Show HN: my weekends fashion project - puppymaster
http://re.mu
this project started at a local hackathon and I spent another 4 or 5 weekends polishing it up. My girlfriend, who I brought along to the event, said she was getting 'tired of her friends asking her what she will be wearing tonight or the brand of the foundation she is using right now'. A digital wardrobe, for the lack of better words.<p>It was a fun project and some of the early adopters are her friends. And since this site is more female oriented, here's my manly profile: http://re.mu/alvin<p>I highly recommend bringing your significant other to a hack event.
======
rmATinnovafy
I see this growing into something if:

\-- You remove the profanity from you profile. It takes away from the concept.

\-- You allow people to easily share it through a mobile device. Kind of like
-(SMS)- "Hey, tell me if you think what Im wearing is hot or not?" (/SMS) Then
they include a link to their profile with their clothing combination.

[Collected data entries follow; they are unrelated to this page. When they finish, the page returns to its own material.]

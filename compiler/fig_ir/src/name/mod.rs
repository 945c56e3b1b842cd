//! Identifiers.

use std::borrow::Borrow;
use std::fmt;

/// A reference to a variable or function by identifier.
///
/// Distinguishes "the variable named `x`" from "the string `x`" until the
/// evaluator resolves it against an [`Environment`](crate::Environment).
#[derive(Clone, PartialEq, Eq, Hash, PartialOrd, Ord, Default)]
pub struct Name(String);

impl Name {
    /// Create a name from an identifier.
    pub fn new(identifier: impl Into<String>) -> Self {
        Name(identifier.into())
    }

    /// The identifier text.
    #[inline]
    pub fn as_str(&self) -> &str {
        &self.0
    }

    /// Consume the name, returning the identifier.
    pub fn into_string(self) -> String {
        self.0
    }

    /// Length of the identifier in bytes.
    pub fn len(&self) -> usize {
        self.0.len()
    }

    pub fn is_empty(&self) -> bool {
        self.0.is_empty()
    }
}

impl fmt::Debug for Name {
    fn fmt(&self, f: &mut fmt::Formatter<'_>) -> fmt::Result {
        write!(f, "Name({:?})", self.0)
    }
}

impl fmt::Display for Name {
    fn fmt(&self, f: &mut fmt::Formatter<'_>) -> fmt::Result {
        f.write_str(&self.0)
    }
}

impl From<&str> for Name {
    fn from(identifier: &str) -> Self {
        Name::new(identifier)
    }
}

impl From<String> for Name {
    fn from(identifier: String) -> Self {
        Name(identifier)
    }
}

impl Borrow<str> for Name {
    fn borrow(&self) -> &str {
        &self.0
    }
}

#[cfg(test)]
mod tests;
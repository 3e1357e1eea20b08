#![deny(missing_docs)]

//! # zkid-core -- Foundational Types for zkID Proof-Chain Assembly
//!
//! This crate defines the types every other crate in the workspace depends
//! on. It has no internal crate dependencies and performs no I/O.
//!
//! ## Design Principles
//!
//! 1. **One canonical [`Field`] form.** Every numeric value that reaches the
//!    contract is a 32-byte big-endian field element. Hex strings, base64
//!    blobs, and raw bytes are converted at the edge by the [`codec`] module.
//!
//! 2. **Sizes are types.** [`SubCircuitProof`] and [`ContractProofData`] hold
//!    fixed-size arrays (128 / 456 / 2). An undersized verification key cannot
//!    be represented, only rejected.
//!
//! 3. **Closed [`CircuitType`] enum.** Four variants, exhaustive `match`
//!    everywhere. String keywords are consulted exactly once, in [`classify`].

pub mod circuit;
pub mod codec;
pub mod error;
pub mod field;
pub mod proof;

// Re-export primary types at crate root for ergonomic imports.
pub use circuit::{classify, CircuitType, Classification, PublicInputKind};
pub use codec::{
    bytes_to_field_chunks, decode_base64_to_bytes, encode_bytes_to_base64, fixed_array,
    hex_strings_to_fields, hex_to_field, pad_to_length,
};
pub use error::{CodecError, MissingFieldError, ProofResultField};
pub use field::{Field, FIELD_BYTES};
pub use proof::{
    extract_zk_id, ContractProofData, ProofFields, ProofResult, PublicInputs, RequiredFields,
    SubCircuitProof, VerificationKeys, PROOF_SIZE, PUBLIC_INPUTS_SIZE, VKEY_SIZE,
};
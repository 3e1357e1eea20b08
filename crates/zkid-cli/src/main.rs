//! # zkid CLI entry point
//!
//! Parses command-line arguments and dispatches to subcommand handlers.

use std::process::ExitCode;

use clap::{Parser, Subcommand};
use tracing_subscriber::EnvFilter;

use zkid_cli::classify::{run_classify, ClassifyArgs};
use zkid_cli::format::{run_format, FormatArgs};
use zkid_cli::verify::{run_verify, VerifyArgs};
use zkid_cli::zk_id::{run_zk_id, ZkIdArgs};

/// zkID proof-chain toolchain.
///
/// Formats the four passport sub-circuit proofs into the bundle a verifier
/// contract consumes, and inspects existing bundles.
#[derive(Parser, Debug)]
#[command(name = "zkid", version, about, long_about = None)]
struct Cli {
    /// Enable verbose output. Repeat for more verbosity (-v, -vv, -vvv).
    #[arg(short, long, action = clap::ArgAction::Count, global = true)]
    verbose: u8,

    /// Emit logs as JSON lines.
    #[arg(long, global = true)]
    log_json: bool,

    #[command(subcommand)]
    command: Commands,
}

#[derive(Subcommand, Debug)]
enum Commands {
    /// Assemble proof results into a contract bundle.
    Format(FormatArgs),

    /// Print the zkID of a bundle.
    #[command(name = "zk-id")]
    ZkId(ZkIdArgs),

    /// Show the sub-circuit each circuit name maps to.
    Classify(ClassifyArgs),

    /// Re-check commitment linkage of a bundle.
    Verify(VerifyArgs),
}

fn main() -> ExitCode {
    let cli = Cli::parse();

    let filter = match cli.verbose {
        0 => EnvFilter::new("warn"),
        1 => EnvFilter::new("info"),
        2 => EnvFilter::new("debug"),
        _ => EnvFilter::new("trace"),
    };

    // Logs go to stderr so stdout stays clean for JSON output.
    if cli.log_json {
        tracing_subscriber::fmt()
            .json()
            .with_env_filter(filter)
            .with_target(false)
            .with_writer(std::io::stderr)
            .init();
    } else {
        tracing_subscriber::fmt()
            .with_env_filter(filter)
            .with_target(false)
            .with_writer(std::io::stderr)
            .init();
    }

    tracing::debug!(version = env!("CARGO_PKG_VERSION"), "zkid CLI starting");

    let result = match cli.command {
        Commands::Format(args) => run_format(&args),
        Commands::ZkId(args) => run_zk_id(&args),
        Commands::Classify(args) => run_classify(&args),
        Commands::Verify(args) => run_verify(&args),
    };

    match result {
        Ok(code) => ExitCode::from(code),
        Err(e) => {
            tracing::error!("{e:#}");
            ExitCode::from(1)
        }
    }
}

#[cfg(test)]
mod tests {
    use super::*;
    use std::path::PathBuf;

    #[test]
    fn cli_parse_format_minimal() {
        let cli = Cli::try_parse_from(["zkid", "format", "--proofs", "proofs.json"]).unwrap();
        if let Commands::Format(args) = cli.command {
            assert_eq!(args.proofs, PathBuf::from("proofs.json"));
            assert!(args.keys_dir.is_none());
            assert!(!args.permissive);
            assert!(args.output.is_none());
        } else {
            panic!("expected format");
        }
    }

    #[test]
    fn cli_parse_format_all_flags() {
        let cli = Cli::try_parse_from([
            "zkid",
            "-vv",
            "format",
            "--proofs",
            "p.json",
            "--keys-dir",
            "circuits",
            "--layout",
            "layout.yaml",
            "--permissive",
            "--timeout-secs",
            "3",
            "-o",
            "bundle.json",
            "--report",
        ])
        .unwrap();
        assert_eq!(cli.verbose, 2);
        if let Commands::Format(args) = cli.command {
            assert_eq!(args.keys_dir, Some(PathBuf::from("circuits")));
            assert_eq!(args.layout, Some(PathBuf::from("layout.yaml")));
            assert!(args.permissive);
            assert_eq!(args.timeout_secs, Some(3));
            assert_eq!(args.output, Some(PathBuf::from("bundle.json")));
            assert!(args.report);
        } else {
            panic!("expected format");
        }
    }

    #[test]
    fn cli_rejects_zero_timeout() {
        let err = Cli::try_parse_from(["zkid", "format", "--proofs", "p.json", "--timeout-secs", "0"])
            .unwrap_err();
        assert_eq!(err.kind(), clap::error::ErrorKind::ValueValidation);
    }

    #[test]
    fn cli_parse_zk_id_decimal() {
        let cli = Cli::try_parse_from(["zkid", "zk-id", "--bundle", "b.json", "--decimal"]).unwrap();
        assert!(matches!(cli.command, Commands::ZkId(ref a) if a.decimal));
    }

    #[test]
    fn cli_parse_classify_requires_names() {
        assert!(Cli::try_parse_from(["zkid", "classify"]).is_err());
        let cli = Cli::try_parse_from(["zkid", "classify", "dsc_check", "disclose_bytes"]).unwrap();
        if let Commands::Classify(args) = cli.command {
            assert_eq!(args.names.len(), 2);
        } else {
            panic!("expected classify");
        }
    }

    #[test]
    fn cli_parse_verify_and_log_json() {
        let cli = Cli::try_parse_from(["zkid", "verify", "--bundle", "b.json", "--log-json"]).unwrap();
        assert!(cli.log_json);
        assert!(matches!(cli.command, Commands::Verify(_)));
    }

    #[test]
    fn cli_rejects_unknown_subcommand() {
        assert!(Cli::try_parse_from(["zkid", "prove"]).is_err());
    }
}
//! # Classify Subcommand
//!
//! Shows which sub-circuit slot each circuit name is assigned to.

use anyhow::Result;
use clap::Args;

use zkid_core::{classify, Classification};

/// Arguments for the classify subcommand.
#[derive(Args, Debug)]
pub struct ClassifyArgs {
    /// Circuit names, e.g. `sig_check_dsc_tbs_700_rsa_pkcs_4096_sha512`.
    #[arg(required = true)]
    pub names: Vec<String>,
}

/// One output line: name, slot, and type.
pub fn describe(name: &str) -> String {
    match classify(name) {
        Classification::Known(circuit) => format!("{name}\t{}\t{circuit}", circuit.slot()),
        Classification::Unknown => format!("{name}\t-\tunknown"),
    }
}

/// Execute the classify subcommand. Exits 1 when any name is unknown.
pub fn run_classify(args: &ClassifyArgs) -> Result<u8> {
    let mut unknown = 0usize;
    for name in &args.names {
        if classify(name) == Classification::Unknown {
            unknown += 1;
        }
        println!("{}", describe(name));
    }
    if unknown > 0 {
        tracing::warn!(unknown, "some circuit names match no sub-circuit");
        return Ok(1);
    }
    Ok(0)
}
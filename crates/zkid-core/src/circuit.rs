//! # Sub-Circuit Types
//!
//! The passport verification protocol is split into four sub-circuits whose
//! proofs chain into one another. [`CircuitType`] is the closed set of those
//! sub-circuits; [`classify`] maps a prover-supplied circuit name onto it.
//!
//! ## Classification
//!
//! Names are matched case-insensitively by keyword substring, testing the
//! types in canonical order and taking the first hit. Circuit names carry
//! algorithm and size suffixes (`sig_check_dsc_tbs_700_rsa_pkcs_4096_sha512`),
//! so exact matching is not possible.
//!
//! ## Public-input rule
//!
//! Every sub-circuit contributes exactly two public inputs to the contract
//! bundle. Which two is fixed per type by [`CircuitType::public_input_rule`].

use std::fmt;

use serde::{Deserialize, Serialize};

/// One of the four sub-circuits of the passport verification protocol.
#[derive(Debug, Clone, Copy, PartialEq, Eq, Hash, PartialOrd, Ord, Serialize, Deserialize)]
#[serde(rename_all = "snake_case")]
pub enum CircuitType {
    /// Document Signer Certificate check (slot `a`).
    DscCheck,
    /// ID data signature check (slot `b`).
    IdDataCheck,
    /// Data integrity check (slot `c`).
    IntegrityCheck,
    /// Selective disclosure check (slot `d`), which emits the nullifier.
    DisclosureCheck,
}

/// The semantic meaning of a public input exposed to the contract.
#[derive(Debug, Clone, Copy, PartialEq, Eq, Hash, Serialize, Deserialize)]
#[serde(rename_all = "snake_case")]
pub enum PublicInputKind {
    /// Root of the certificate registry Merkle tree.
    MerkleRoot,
    /// Commitment received from the previous sub-circuit.
    CommitmentIn,
    /// Commitment handed to the next sub-circuit.
    CommitmentOut,
    /// Scoped nullifier, published as the zkID.
    Nullifier,
}

impl CircuitType {
    /// All sub-circuits in canonical chain order.
    pub const ALL: [CircuitType; 4] = [
        CircuitType::DscCheck,
        CircuitType::IdDataCheck,
        CircuitType::IntegrityCheck,
        CircuitType::DisclosureCheck,
    ];

    /// Lowercase keywords identifying this sub-circuit inside a circuit name.
    pub fn keywords(self) -> &'static [&'static str] {
        match self {
            Self::DscCheck => &["dsc"],
            Self::IdDataCheck => &["id_data", "id_attribute"],
            Self::IntegrityCheck => &["integrity"],
            Self::DisclosureCheck => &["disclose", "disclosure"],
        }
    }

    /// Position in the canonical chain (0..4).
    pub fn index(self) -> usize {
        match self {
            Self::DscCheck => 0,
            Self::IdDataCheck => 1,
            Self::IntegrityCheck => 2,
            Self::DisclosureCheck => 3,
        }
    }

    /// Contract slot letter (`a`..`d`).
    pub fn slot(self) -> char {
        match self {
            Self::DscCheck => 'a',
            Self::IdDataCheck => 'b',
            Self::IntegrityCheck => 'c',
            Self::DisclosureCheck => 'd',
        }
    }

    /// The two public inputs this sub-circuit contributes, in bundle order.
    pub fn public_input_rule(self) -> [PublicInputKind; 2] {
        match self {
            Self::DscCheck => [PublicInputKind::MerkleRoot, PublicInputKind::CommitmentOut],
            Self::IdDataCheck | Self::IntegrityCheck => {
                [PublicInputKind::CommitmentIn, PublicInputKind::CommitmentOut]
            }
            Self::DisclosureCheck => [PublicInputKind::CommitmentIn, PublicInputKind::Nullifier],
        }
    }

    /// The sub-circuit that consumes this one's output commitment, if any.
    pub fn next(self) -> Option<CircuitType> {
        Self::ALL.get(self.index() + 1).copied()
    }
}

impl fmt::Display for CircuitType {
    fn fmt(&self, f: &mut fmt::Formatter<'_>) -> fmt::Result {
        match self {
            Self::DscCheck => write!(f, "DSC check"),
            Self::IdDataCheck => write!(f, "ID data check"),
            Self::IntegrityCheck => write!(f, "integrity check"),
            Self::DisclosureCheck => write!(f, "disclosure check"),
        }
    }
}

impl fmt::Display for PublicInputKind {
    fn fmt(&self, f: &mut fmt::Formatter<'_>) -> fmt::Result {
        match self {
            Self::MerkleRoot => write!(f, "merkle root"),
            Self::CommitmentIn => write!(f, "commitment in"),
            Self::CommitmentOut => write!(f, "commitment out"),
            Self::Nullifier => write!(f, "nullifier"),
        }
    }
}

/// Outcome of classifying a circuit name.
#[derive(Debug, Clone, Copy, PartialEq, Eq, Hash, Serialize, Deserialize)]
#[serde(rename_all = "snake_case")]
pub enum Classification {
    /// The name matched one of the four sub-circuits.
    Known(CircuitType),
    /// The name matched no keyword.
    Unknown,
}

impl Classification {
    /// The matched circuit type, if any.
    pub fn circuit(self) -> Option<CircuitType> {
        match self {
            Self::Known(ct) => Some(ct),
            Self::Unknown => None,
        }
    }
}

impl fmt::Display for Classification {
    fn fmt(&self, f: &mut fmt::Formatter<'_>) -> fmt::Result {
        match self {
            Self::Known(ct) => write!(f, "{ct}"),
            Self::Unknown => write!(f, "unknown"),
        }
    }
}

/// Classify a circuit name by keyword.
pub fn classify(name: &str) -> Classification {
    let lowered = name.to_ascii_lowercase();
    CircuitType::ALL
        .into_iter()
        .find(|ct| ct.keywords().iter().any(|kw| lowered.contains(kw)))
        .map_or(Classification::Unknown, Classification::Known)
}
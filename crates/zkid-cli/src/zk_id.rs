//! # zk-id Subcommand
//!
//! Prints the zkID carried by a stored bundle.

use std::path::PathBuf;

use anyhow::Result;
use clap::Args;

use zkid_core::{extract_zk_id, ContractProofData};

use crate::read_json;

/// Arguments for the zk-id subcommand.
#[derive(Args, Debug)]
pub struct ZkIdArgs {
    /// Bundle JSON written by `zkid format`.
    #[arg(long)]
    pub bundle: PathBuf,

    /// Print in decimal instead of hex.
    #[arg(long)]
    pub decimal: bool,
}

/// The zkID of `bundle` rendered for display, if it carries one.
pub fn render_zk_id(bundle: &ContractProofData, decimal: bool) -> Option<String> {
    extract_zk_id(bundle).map(|id| {
        if decimal {
            id.to_decimal_string()
        } else {
            id.to_hex()
        }
    })
}

/// Execute the zk-id subcommand.
pub fn run_zk_id(args: &ZkIdArgs) -> Result<u8> {
    let bundle: ContractProofData = read_json(&args.bundle, "bundle")?;
    match render_zk_id(&bundle, args.decimal) {
        Some(id) => {
            println!("{id}");
            Ok(0)
        }
        None => {
            tracing::error!(bundle = %args.bundle.display(), "bundle carries no nullifier");
            Ok(1)
        }
    }
}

Heck, if I could text my wife and ask her if what I'm wearing is up to modern
fashion standards (I can't dress), and share with her a link for her
(dis)approval, then my life would be much better. I hate arriving to some
family gathering and listening to her say "That's what you wore? The Pac-Man
Shirt?"

PS. I love my Pac-Man shirt, but would love to have someone upvote or downvote
me wearing it depending on the occasion.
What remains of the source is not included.